Jakarta – Seorang mahasiswa asal Indonesia, Aditya Harsono, ditangkap oleh petugas Imigrasi dan Penegakan Bea Cukai Amerika Serikat (ICE) di Minnesota usai visanya dicabut secara mendadak. Penangkapan tersebut menimbulkan keprihatinan karena dinilai bermuatan politik, menyusul keterlibatan Aditya dalam demonstrasi Black Lives Matter (BLM) pada tahun 2022.
Aditya, 33 tahun, ditahan ICE pada 27 Maret 2025 di ruang bawah tanah rumah sakit tempat ia bekerja sebagai manajer rantai pasokan. Ia sebelumnya tercatat sebagai mahasiswa di Southwest Minnesota State University dan telah tinggal secara legal di AS hingga visanya dicabut pada 23 Maret.
Pengacara keluarga, Sarah Gad, menyatakan bahwa penangkapan Aditya berlangsung dalam kondisi yang sangat memprihatinkan. “Rumah sakit diminta mengatur pertemuan khusus di ruang bawah tanah hanya untuk memfasilitasi penangkapannya,” ujar Gad, seperti dilansir Newsweek, Senin (14/4).
Aditya diketahui terlibat dalam aksi unjuk rasa BLM pasca kematian George Floyd. Ia sempat didakwa karena berkumpul secara ilegal dan membuat grafiti, namun seluruh dakwaan tersebut telah dibatalkan demi kepentingan keadilan.
Keluarganya meyakini bahwa aktivitas politik di masa lalu, serta dukungan vokal Aditya terhadap isu Palestina, menjadi faktor yang memicu pencabutan visanya. “Ini bukan hanya soal dokumen imigrasi, ini soal perlakuan tidak adil terhadap seseorang yang bersuara,” kata istrinya, Peyton Harsono.
Meski seorang hakim imigrasi telah mengabulkan pembebasannya, Kementerian Keamanan Dalam Negeri AS (DHS) mengajukan banding, sehingga proses hukum terus berlanjut. Sementara itu, Aditya masih ditahan di Penjara Daerah Kandiyohi.
Penahanan ini berdampak besar bagi keluarga kecil Aditya. Peyton kini harus membesarkan putri mereka yang masih berusia 8 bulan sendirian, sambil tetap bekerja penuh waktu. “Ini sangat melelahkan secara emosional dan finansial. Suami saya bahkan melewatkan Idulfitri pertamanya bersama anak kami,” tuturnya pilu.
Menurut pengacara keluarga, Aditya sebenarnya masih memiliki status hukum sah karena permohonan penyesuaian status imigrasi (formulir I-130 dan I-485) tengah diproses.

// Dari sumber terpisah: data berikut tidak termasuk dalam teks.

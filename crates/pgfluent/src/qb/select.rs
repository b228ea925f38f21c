//! SELECT builder.

use super::single::SingleBuilder;
use super::traits::impl_filter;
use super::Pending;
use crate::backend::Backend;
use crate::descriptor::{Direction, Operation, Order, Query, SelectSpec};
use crate::response::{self, Response};
use crate::row::Record;
use futures_util::future::BoxFuture;
use std::future::IntoFuture;

/// A pending SELECT. Await it to run.
#[derive(Debug)]
#[must_use = "builders do nothing until awaited"]
pub struct SelectBuilder<'a, B> {
    inner: Pending<'a, B>,
}

impl_filter!(SelectBuilder);

impl<'a, B: Backend> SelectBuilder<'a, B> {
    pub(crate) fn new(inner: Pending<'a, B>) -> Self {
        Self { inner }
    }

    fn with_spec(mut self, f: impl FnOnce(&mut SelectSpec)) -> Self {
        if let Operation::Select(spec) = &mut self.inner.query_mut().operation {
            f(spec);
        }
        self
    }

    /// `ORDER BY column ASC|DESC`. Calling it again replaces the ordering.
    pub fn order(self, column: &str, direction: Direction) -> Self {
        self.with_spec(|spec| {
            spec.order = Some(Order {
                column: column.to_string(),
                direction,
            })
        })
    }

    /// Cap the number of returned rows.
    pub fn limit(self, n: u64) -> Self {
        self.with_spec(|spec| spec.limit = Some(n))
    }

    /// Expect one row: `LIMIT 1`, resolving to the row or `None`.
    pub fn single(self) -> SingleBuilder<'a, B> {
        SingleBuilder::new(self.with_spec(|spec| spec.single = true).inner)
    }

    /// The descriptor accumulated so far.
    pub fn query(&self) -> &Query {
        self.inner.query()
    }
}

impl<'a, B: Backend> IntoFuture for SelectBuilder<'a, B> {
    type Output = Response<Vec<Record>>;
    type IntoFuture = BoxFuture<'a, Self::Output>;

    fn into_future(self) -> Self::IntoFuture {
        Box::pin(async move { response::many(self.inner.execute().await) })
    }
}
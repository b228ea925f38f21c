//! Configuration: compile policies and environment-driven connection settings.

use crate::error::{OrmError, OrmResult};

/// Environment variable holding the Postgres connection string.
pub const DATABASE_URL_ENV: &str = "DATABASE_URL";
/// Optional environment variable overriding the pool size.
pub const DATABASE_POOL_SIZE_ENV: &str = "DATABASE_POOL_SIZE";
/// Environment variable holding the base URL of the REST API.
pub const API_BASE_URL_ENV: &str = "API_BASE_URL";

pub(crate) const DEFAULT_POOL_SIZE: usize = 16;

/// How bulk INSERT/UPSERT treats rows whose keys differ from the first row.
#[derive(Debug, Clone, Copy, PartialEq, Eq, Default)]
pub enum RowShapePolicy {
    /// Reject the statement when any row's key set differs from the first row's.
    #[default]
    Strict,
    /// Columns come from the first row only: missing keys bind NULL, extra keys are dropped.
    FirstRow,
}

/// How UPDATE/DELETE without any filter is handled.
#[derive(Debug, Clone, Copy, PartialEq, Eq, Default)]
pub enum DangerousDmlPolicy {
    /// Execute silently.
    Allow,
    /// Execute and emit a `warn` event.
    #[default]
    Warn,
    /// Refuse with a validation error.
    Error,
}

/// Options shared by both backends.
#[derive(Debug, Clone)]
pub struct ClientConfig {
    /// Bulk row shape handling.
    pub row_shape: RowShapePolicy,
    /// Unfiltered UPDATE/DELETE handling.
    pub unfiltered_mutation: DangerousDmlPolicy,
    /// Truncate logged SQL (in bytes). `None` logs it whole.
    pub max_sql_log_length: Option<usize>,
}

impl Default for ClientConfig {
    fn default() -> Self {
        Self {
            row_shape: RowShapePolicy::default(),
            unfiltered_mutation: DangerousDmlPolicy::default(),
            max_sql_log_length: Some(200),
        }
    }
}

impl ClientConfig {
    /// Create a new configuration with defaults.
    pub fn new() -> Self {
        Self::default()
    }

    /// Set the bulk row shape policy.
    pub fn row_shape(mut self, policy: RowShapePolicy) -> Self {
        self.row_shape = policy;
        self
    }

    /// Configure how UPDATE/DELETE without filters is handled.
    pub fn unfiltered_mutation(mut self, policy: DangerousDmlPolicy) -> Self {
        self.unfiltered_mutation = policy;
        self
    }

    /// Set maximum SQL length to log.
    pub fn max_sql_log_length(mut self, len: usize) -> Self {
        self.max_sql_log_length = Some(len);
        self
    }

    /// Disable SQL truncation in logs.
    pub fn no_truncate(mut self) -> Self {
        self.max_sql_log_length = None;
        self
    }
}

/// Direct database connection settings.
#[derive(Debug, Clone)]
pub struct DatabaseConfig {
    pub url: String,
    pub pool_size: usize,
}

impl DatabaseConfig {
    /// Read `DATABASE_URL` (required) and `DATABASE_POOL_SIZE` (optional),
    /// loading a `.env` file first when one exists.
    pub fn from_env() -> OrmResult<Self> {
        let _ = dotenvy::dotenv();
        Self::from_lookup(|key| std::env::var(key).ok())
    }

    pub(crate) fn from_lookup(lookup: impl Fn(&str) -> Option<String>) -> OrmResult<Self> {
        let url = lookup(DATABASE_URL_ENV)
            .filter(|v| !v.trim().is_empty())
            .ok_or_else(|| OrmError::Config(format!("{DATABASE_URL_ENV} is not set")))?;

        let pool_size = match lookup(DATABASE_POOL_SIZE_ENV) {
            Some(raw) => raw.trim().parse::<usize>().ok().filter(|n| *n > 0).ok_or_else(|| {
                OrmError::Config(format!(
                    "{DATABASE_POOL_SIZE_ENV} must be a positive integer, got '{raw}'"
                ))
            })?,
            None => DEFAULT_POOL_SIZE,
        };

        Ok(Self { url, pool_size })
    }
}

/// REST backend settings.
#[derive(Debug, Clone)]
pub struct HttpConfig {
    pub base_url: url::Url,
}

impl HttpConfig {
    /// Parse a base URL such as `https://books.example.com`.
    pub fn new(base_url: &str) -> OrmResult<Self> {
        let base_url = url::Url::parse(base_url)
            .map_err(|e| OrmError::Config(format!("invalid API base URL '{base_url}': {e}")))?;
        Ok(Self { base_url })
    }

    /// Read `API_BASE_URL`, loading a `.env` file first when one exists.
    pub fn from_env() -> OrmResult<Self> {
        let _ = dotenvy::dotenv();
        let raw = std::env::var(API_BASE_URL_ENV)
            .map_err(|_| OrmError::Config(format!("{API_BASE_URL_ENV} is not set")))?;
        Self::new(&raw)
    }
}

#[cfg(test)]
mod tests {
    use super::*;
    use std::collections::HashMap;

    fn lookup(vars: &[(&str, &str)]) -> impl Fn(&str) -> Option<String> {
        let map: HashMap<String, String> = vars
            .iter()
            .map(|(k, v)| (k.to_string(), v.to_string()))
            .collect();
        move |key| map.get(key).cloned()
    }

    #[test]
    fn database_url_is_required() {
        let err = DatabaseConfig::from_lookup(lookup(&[])).unwrap_err();
        assert!(matches!(err, OrmError::Config(_)));
    }

    #[test]
    fn pool_size_defaults_and_parses() {
        let cfg = DatabaseConfig::from_lookup(lookup(&[("DATABASE_URL", "postgres://localhost/books")]))
            .unwrap();
        assert_eq!(cfg.pool_size, 16);

        let cfg = DatabaseConfig::from_lookup(lookup(&[
            ("DATABASE_URL", "postgres://localhost/books"),
            ("DATABASE_POOL_SIZE", "4"),
        ]))
        .unwrap();
        assert_eq!(cfg.pool_size, 4);

        assert!(DatabaseConfig::from_lookup(lookup(&[
            ("DATABASE_URL", "postgres://localhost/books"),
            ("DATABASE_POOL_SIZE", "zero"),
        ]))
        .is_err());
    }

    #[test]
    fn http_base_url_must_parse() {
        assert!(HttpConfig::new("https://books.example.com").is_ok());
        assert!(HttpConfig::new("not a url").is_err());
    }

    #[test]
    fn client_config_builder() {
        let cfg = ClientConfig::new()
            .row_shape(RowShapePolicy::FirstRow)
            .unfiltered_mutation(DangerousDmlPolicy::Error)
            .no_truncate();
        assert_eq!(cfg.row_shape, RowShapePolicy::FirstRow);
        assert_eq!(cfg.unfiltered_mutation, DangerousDmlPolicy::Error);
        assert_eq!(cfg.max_sql_log_length, None);
    }
}
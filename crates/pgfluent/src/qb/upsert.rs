//! UPSERT builder.

use super::single::SingleBuilder;
use super::Pending;
use crate::backend::Backend;
use crate::descriptor::Query;
use crate::response::{self, Response};
use crate::row::Record;
use futures_util::future::BoxFuture;
use std::future::IntoFuture;

/// A pending INSERT ... ON CONFLICT ... RETURNING. An empty payload succeeds with no rows
/// and never reaches the backend.
#[derive(Debug)]
#[must_use = "builders do nothing until awaited"]
pub struct UpsertBuilder<'a, B> {
    inner: Pending<'a, B>,
}

impl<'a, B: Backend> UpsertBuilder<'a, B> {
    pub(crate) fn new(inner: Pending<'a, B>) -> Self {
        Self { inner }
    }

    /// Columns to return (default `*`).
    pub fn select(mut self, columns: &str) -> Self {
        self.inner.returning(columns);
        self
    }

    /// Resolve to the first written row.
    pub fn single(self) -> SingleBuilder<'a, B> {
        SingleBuilder::new(self.inner)
    }

    pub fn query(&self) -> &Query {
        self.inner.query()
    }
}

impl<'a, B: Backend> IntoFuture for UpsertBuilder<'a, B> {
    type Output = Response<Vec<Record>>;
    type IntoFuture = BoxFuture<'a, Self::Output>;

    fn into_future(self) -> Self::IntoFuture {
        Box::pin(async move { response::many(self.inner.execute().await) })
    }
}
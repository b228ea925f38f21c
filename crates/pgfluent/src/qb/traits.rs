//! Filter methods shared by the SELECT, UPDATE and DELETE builders.

use crate::condition::{Condition, Operator};
use serde_json::Value;

/// Appends `column <operator> value` predicates, AND-joined in call order.
///
/// # Example
/// ```ignore
/// use pgfluent::prelude::*;
///
/// db.from("invoices")
///     .select("*")
///     .eq("status", "paid")
///     .gte("total", 100)
///     .is("voided_at", Value::Null)
///     .in_list("currency", ["EUR", "USD"])
///     .not("customer_id", Operator::Eq, 3)
///     .await;
/// ```
pub trait Filter: Sized {
    /// Append one condition.
    fn push_condition(&mut self, condition: Condition);

    /// Generic form: `column <operator> value`.
    fn filter(mut self, column: &str, operator: Operator, value: impl Into<Value>) -> Self {
        self.push_condition(Condition::new(column, operator, value));
        self
    }

    /// column = value
    fn eq(self, column: &str, value: impl Into<Value>) -> Self {
        self.filter(column, Operator::Eq, value)
    }

    /// column != value
    fn neq(self, column: &str, value: impl Into<Value>) -> Self {
        self.filter(column, Operator::Neq, value)
    }

    /// column > value
    fn gt(self, column: &str, value: impl Into<Value>) -> Self {
        self.filter(column, Operator::Gt, value)
    }

    /// column >= value
    fn gte(self, column: &str, value: impl Into<Value>) -> Self {
        self.filter(column, Operator::Gte, value)
    }

    /// column < value
    fn lt(self, column: &str, value: impl Into<Value>) -> Self {
        self.filter(column, Operator::Lt, value)
    }

    /// column <= value
    fn lte(self, column: &str, value: impl Into<Value>) -> Self {
        self.filter(column, Operator::Lte, value)
    }

    /// column LIKE pattern
    fn like(self, column: &str, pattern: impl Into<String>) -> Self {
        self.filter(column, Operator::Like, pattern.into())
    }

    /// column ILIKE pattern
    fn ilike(self, column: &str, pattern: impl Into<String>) -> Self {
        self.filter(column, Operator::Ilike, pattern.into())
    }

    /// column IS NULL / TRUE / FALSE
    fn is(self, column: &str, value: impl Into<Value>) -> Self {
        self.filter(column, Operator::Is, value)
    }

    /// column IS NOT NULL / TRUE / FALSE
    fn is_not(self, column: &str, value: impl Into<Value>) -> Self {
        self.filter(column, Operator::IsNot, value)
    }

    /// column IN (values)
    fn in_list<V: Into<Value>>(self, column: &str, values: impl IntoIterator<Item = V>) -> Self {
        let list: Vec<Value> = values.into_iter().map(Into::into).collect();
        self.filter(column, Operator::In, Value::Array(list))
    }

    /// Negate `operator`: `not("status", Operator::Eq, "draft")`.
    fn not(self, column: &str, operator: Operator, value: impl Into<Value>) -> Self {
        self.filter(column, Operator::Not(Box::new(operator)), value)
    }
}

/// Implement [`Filter`] for a builder wrapping a `Pending` in field `inner`.
macro_rules! impl_filter {
    ($builder:ident) => {
        impl<'a, B: $crate::backend::Backend> $crate::qb::Filter for $builder<'a, B> {
            fn push_condition(&mut self, condition: $crate::condition::Condition) {
                self.inner.query_mut().conditions.push(condition);
            }
        }
    };
}

pub(crate) use impl_filter;
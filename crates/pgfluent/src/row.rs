//! Row mapping: Postgres rows to JSON records.

use crate::error::{OrmError, OrmResult};
use chrono::{DateTime, NaiveDate, NaiveDateTime, NaiveTime, Utc};
use rust_decimal::Decimal;
use serde_json::{Map, Value};
use tokio_postgres::Row;
use tokio_postgres::types::{FromSql, Kind, Type};

/// One result row: column name to JSON value, in column order.
pub type Record = Map<String, Value>;

/// Decode a `tokio_postgres::Row` into a [`Record`].
///
/// Numeric columns become strings so that money amounts are not rounded
/// through `f64`. Dates and timestamps become ISO-8601 strings.
pub fn record_from_row(row: &Row) -> OrmResult<Record> {
    let mut record = Map::with_capacity(row.len());
    for (idx, column) in row.columns().iter().enumerate() {
        let value = decode_column(row, idx, column.type_())
            .map_err(|message| OrmError::decode(column.name(), message))?;
        record.insert(column.name().to_string(), value);
    }
    Ok(record)
}

fn get<'a, T>(row: &'a Row, idx: usize) -> Result<Option<T>, String>
where
    T: FromSql<'a>,
{
    row.try_get::<_, Option<T>>(idx).map_err(|e| e.to_string())
}

fn decode_column(row: &Row, idx: usize, ty: &Type) -> Result<Value, String> {
    if let Kind::Array(member) = ty.kind() {
        return decode_array(row, idx, member);
    }
    if let Kind::Enum(_) = ty.kind() {
        return decode_enum(row, idx);
    }

    let value = match *ty {
        Type::BOOL => get::<bool>(row, idx)?.map(Value::from),
        Type::INT2 => get::<i16>(row, idx)?.map(Value::from),
        Type::INT4 => get::<i32>(row, idx)?.map(Value::from),
        Type::INT8 => get::<i64>(row, idx)?.map(Value::from),
        Type::OID => get::<u32>(row, idx)?.map(Value::from),
        Type::FLOAT4 => get::<f32>(row, idx)?.map(|f| Value::from(f as f64)),
        Type::FLOAT8 => get::<f64>(row, idx)?.map(Value::from),
        Type::NUMERIC => get::<Decimal>(row, idx)?.map(|d| Value::String(d.to_string())),
        Type::JSON | Type::JSONB => get::<Value>(row, idx)?,
        Type::UUID => get::<uuid::Uuid>(row, idx)?.map(|u| Value::String(u.to_string())),
        Type::DATE => get::<NaiveDate>(row, idx)?.map(|d| Value::String(d.to_string())),
        Type::TIME => get::<NaiveTime>(row, idx)?.map(|t| Value::String(t.to_string())),
        Type::TIMESTAMP => get::<NaiveDateTime>(row, idx)?
            .map(|t| Value::String(t.format("%Y-%m-%dT%H:%M:%S%.f").to_string())),
        Type::TIMESTAMPTZ => get::<DateTime<Utc>>(row, idx)?
            .map(|t| Value::String(t.to_rfc3339())),
        _ => get::<String>(row, idx)
            .map_err(|_| format!("unsupported column type {ty}"))?
            .map(Value::String),
    };
    Ok(value.unwrap_or(Value::Null))
}

fn decode_array(row: &Row, idx: usize, member: &Type) -> Result<Value, String> {
    let value = match *member {
        Type::BOOL => get::<Vec<Option<bool>>>(row, idx)?.map(Value::from),
        Type::INT2 => get::<Vec<Option<i16>>>(row, idx)?.map(Value::from),
        Type::INT4 => get::<Vec<Option<i32>>>(row, idx)?.map(Value::from),
        Type::INT8 => get::<Vec<Option<i64>>>(row, idx)?.map(Value::from),
        Type::FLOAT8 => get::<Vec<Option<f64>>>(row, idx)?.map(Value::from),
        Type::NUMERIC => get::<Vec<Option<Decimal>>>(row, idx)?.map(|items| {
            items
                .into_iter()
                .map(|d| d.map_or(Value::Null, |d| Value::String(d.to_string())))
                .collect()
        }),
        Type::UUID => get::<Vec<Option<uuid::Uuid>>>(row, idx)?.map(|items| {
            items
                .into_iter()
                .map(|u| u.map_or(Value::Null, |u| Value::String(u.to_string())))
                .collect()
        }),
        Type::JSON | Type::JSONB => get::<Vec<Value>>(row, idx)?.map(Value::Array),
        _ => get::<Vec<Option<String>>>(row, idx)
            .map_err(|_| format!("unsupported array element type {member}"))?
            .map(Value::from),
    };
    Ok(value.unwrap_or(Value::Null))
}

/// Enum labels arrive as their UTF-8 text.
fn decode_enum(row: &Row, idx: usize) -> Result<Value, String> {
    let raw = row
        .try_get::<_, Option<EnumLabel>>(idx)
        .map_err(|e| e.to_string())?;
    Ok(raw.map_or(Value::Null, |label| Value::String(label.0)))
}

struct EnumLabel(String);

impl<'a> FromSql<'a> for EnumLabel {
    fn from_sql(
        _ty: &Type,
        raw: &'a [u8],
    ) -> Result<Self, Box<dyn std::error::Error + Sync + Send>> {
        Ok(EnumLabel(std::str::from_utf8(raw)?.to_string()))
    }

    fn accepts(ty: &Type) -> bool {
        matches!(ty.kind(), Kind::Enum(_))
    }
}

Formulir tersebut menunjukkan bahwa Aditya tengah mengajukan status sebagai penduduk tetap berdasarkan hubungan keluarga.
ICE, dalam sebuah surat yang ditinjau oleh Newsweek, menyatakan pencabutan visa Aditya dilakukan diam-diam atas alasan “ancaman terhadap keselamatan publik.” Namun, keluarga menilai tuduhan tersebut tidak berdasar dan hanya upaya untuk mendelegitimasikan status hukum Aditya.
Aditya menjadi mahasiswa ketiga dari SMSU yang mengalami pencabutan visa dalam beberapa bulan terakhir. Kejadian ini memicu kekhawatiran akan meningkatnya tindakan represif terhadap imigran internasional di tengah kebijakan keras yang diterapkan pemerintah.